I floored the rental car, after making a turn at a sign pointing the way to Paricutin, a geologically new volcano that erupted in 1943 in a cornfield near a town of the same name. There were two young men on horseback when we turned onto the dirt road leading to the volcano and they started waving wildly at us. When we didn’t stop, they began thundering after us at a gallop. Unbelievably, they were gaining on us. I went faster. The riders put their heads down and butts up like jockeys to cut down wind resistance. I felt like a pace car, starting a horse race that was about to be overtaken by the horses. The road must have been a mile long through flat fields to a small village at the end of it. We flashed by the village of Angahuan, mostly a footpath of a town that the 17th century forgot. The road drifted left. The riders downshifted their horses to a trot. I eased up on the throttle. The horsemen knew the road eventually came to an end. They had chased us not into a no-way-out canyon (as in old cowboy movies), but instead into a level field that served as a parking lot (ours was the only car) with hitching posts for horses. The few tethered there seemed unconcerned with our drama. A sign in Spanish said the horses were for rent, as were guides to lead visitors to the Church of San Juan that had been nearly destroyed by the volcano. The hombres in pursuit finally caught up to us, offered to be our guide to the church and rent us steeds to carry us there. We accepted.

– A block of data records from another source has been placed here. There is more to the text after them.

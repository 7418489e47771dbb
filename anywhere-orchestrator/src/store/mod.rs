//! Inventory Store: the single source of truth for instance records.

use std::sync::atomic::AtomicI64;
use std::sync::Arc;

use anywhere_common::{InstanceRecord, InstanceStatus, NewInstance};
use async_trait::async_trait;
use tokio::sync::{Mutex, OwnedMutexGuard};
use uuid::Uuid;

pub mod memory;
pub mod postgres;

pub use memory::MemoryStore;
pub use postgres::PgStore;

#[derive(Debug, thiserror::Error)]
pub enum StoreError {
    #[error("instance {0} already exists")]
    Conflict(Uuid),
    #[error(transparent)]
    Database(#[from] sqlx::Error),
}

/// Held while the admission check and insert of a create request run.
/// Dropping it without [`InventoryLock::unlock`] also releases it.
///
/// The check and the insert go through the lock itself. On Postgres they run in
/// the transaction holding the advisory lock and need no other pool connection.
pub enum InventoryLock {
    /// Open transaction holding a transaction-scoped advisory lock.
    Postgres(sqlx::Transaction<'static, sqlx::Postgres>),
    Memory {
        _guard: OwnedMutexGuard<()>,
        records: Arc<Mutex<Vec<InstanceRecord>>>,
        next_id: Arc<AtomicI64>,
    },
}

impl InventoryLock {
    /// [`InventoryStore::get_active_in_region`] under the lock.
    pub async fn get_active_in_region(
        &mut self,
        region: &str,
    ) -> Result<Option<InstanceRecord>, StoreError> {
        match self {
            InventoryLock::Postgres(tx) => postgres::oldest_active(&mut **tx, region).await,
            InventoryLock::Memory { records, .. } => {
                Ok(memory::oldest_active(&records.lock().await, region))
            }
        }
    }

    /// [`InventoryStore::create`] under the lock. On Postgres the row is visible to
    /// others once unlocked.
    pub async fn create(&mut self, new: NewInstance) -> Result<InstanceRecord, StoreError> {
        match self {
            InventoryLock::Postgres(tx) => postgres::insert(&mut **tx, &new).await,
            InventoryLock::Memory { records, next_id, .. } => {
                memory::insert(&mut *records.lock().await, next_id, new)
            }
        }
    }

    pub async fn unlock(self) -> Result<(), StoreError> {
        match self {
            InventoryLock::Postgres(tx) => tx.commit().await?,
            InventoryLock::Memory { .. } => {}
        }
        Ok(())
    }
}

/// Every mutation is a no-op on soft-deleted records; the `bool` results say
/// whether a row was changed.
#[async_trait]
pub trait InventoryStore: Send + Sync {
    async fn create(&self, new: NewInstance) -> Result<InstanceRecord, StoreError>;

    /// Non-deleted record with this uuid.
    async fn get_by_uuid(&self, uuid: Uuid) -> Result<Option<InstanceRecord>, StoreError>;

    /// All non-deleted records, newest first.
    async fn list_active(&self) -> Result<Vec<InstanceRecord>, StoreError>;

    /// Writes the mutable columns of `record` (cloud id, address, status, links).
    async fn update(&self, record: &InstanceRecord) -> Result<bool, StoreError>;

    async fn update_status(&self, uuid: Uuid, status: InstanceStatus) -> Result<bool, StoreError>;

    async fn update_status_and_address(
        &self,
        uuid: Uuid,
        status: InstanceStatus,
        address: &str,
    ) -> Result<bool, StoreError>;

    /// Moves to `to` only when the current status is one of `from`.
    /// `address`, when given, is written in the same statement.
    async fn transition(
        &self,
        uuid: Uuid,
        from: &[InstanceStatus],
        to: InstanceStatus,
        address: Option<&str>,
    ) -> Result<bool, StoreError>;

    /// Records the cloud id, provided the record is still in `expected`.
    async fn attach_cloud_id(
        &self,
        uuid: Uuid,
        cloud_id: &str,
        expected: InstanceStatus,
    ) -> Result<bool, StoreError>;

    async fn set_links(
        &self,
        uuid: Uuid,
        direct_link: &str,
        relay_link: &str,
    ) -> Result<bool, StoreError>;

    /// `status = deleted, is_deleted = true`. Terminal.
    async fn soft_delete(&self, uuid: Uuid) -> Result<bool, StoreError>;

    async fn has_active_in_region(&self, region: &str) -> Result<bool, StoreError>;

    /// Oldest active record in `region`, if any.
    async fn get_active_in_region(
        &self,
        region: &str,
    ) -> Result<Option<InstanceRecord>, StoreError>;

    /// Exclusive inventory-wide lock serializing check-then-create.
    async fn lock(&self) -> Result<InventoryLock, StoreError>;
}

Paricutin was a town surrounded by cornfields and low hills. It no longer exists…a victim of the lava from the spectacular volcano that also eliminated the town of San Juan. From a flat field of corn, the spew of the lava created a perfect cone of a mountain like a circular pyramid, wide at the base to a perfectly circular cup at the top. The lava, looking for low points to flow to, found the two nearby villages. Both were burned and buried by the lava…leaving nothing behind to rebuild, since both villages were built mostly of wood. But there was a church that partially endured the eruption and that was what we were going to see. What did survive, miraculously, were one and a half towers and a connecting arch that formed the entrance to the stone Church of San Juan. If churches were shoes, this would be a size 12 extra-wide for what would seem like size 4 extra-narrow town. Pre-volcano photographs show a rather small farming village, surrounding the church that would seem to have too thin a roster of folks to fill more than a few rows, much less the full expanse, of the church. So, armed with little prior knowledge of Paricutin, we swung up on the saddles to ride on a winding trail through gnarled trees and brush and soft earth to what remains of this large-footprint church. There is little to rival the eerie surprise at the end of a trail than to suddenly come upon a majestic tower of a church held for eternity in the embrace of hardened, sharp-edged, crumpled lava.
We climbed the uneven mountain of lava that rose from the flatland, where we had dismounted, to a level halfway up the tower, where we could gaze down at the arch and the towers that were surrounded by, but miraculously, not buried by the lava. We were about 50 feet above the level of the pre-volcano town. Perhaps 50 yards west was the alter and the back wall of the church, a survivor as well…another intact remnant. Between the front and the back there was no hint that anything man-made had connected the two. The middle part of the church was covered by the jagged slabs of lava with some scrub that managed to push its way through cracks in it. Strange that the back and the front…entrance and altar… weren’t covered by the lava. Eerier still are pictures, taken at a distance…the top half of a church tower, rising like a misplaced stone rocket in a sea of vegetation, awaiting liftoff to outer space.
And the riders that waved at us, chased us and then guided us to the church…well they were not at the signpost where they had intercepted us, earlier in the day. One hard ride a day, no doubt, was enough.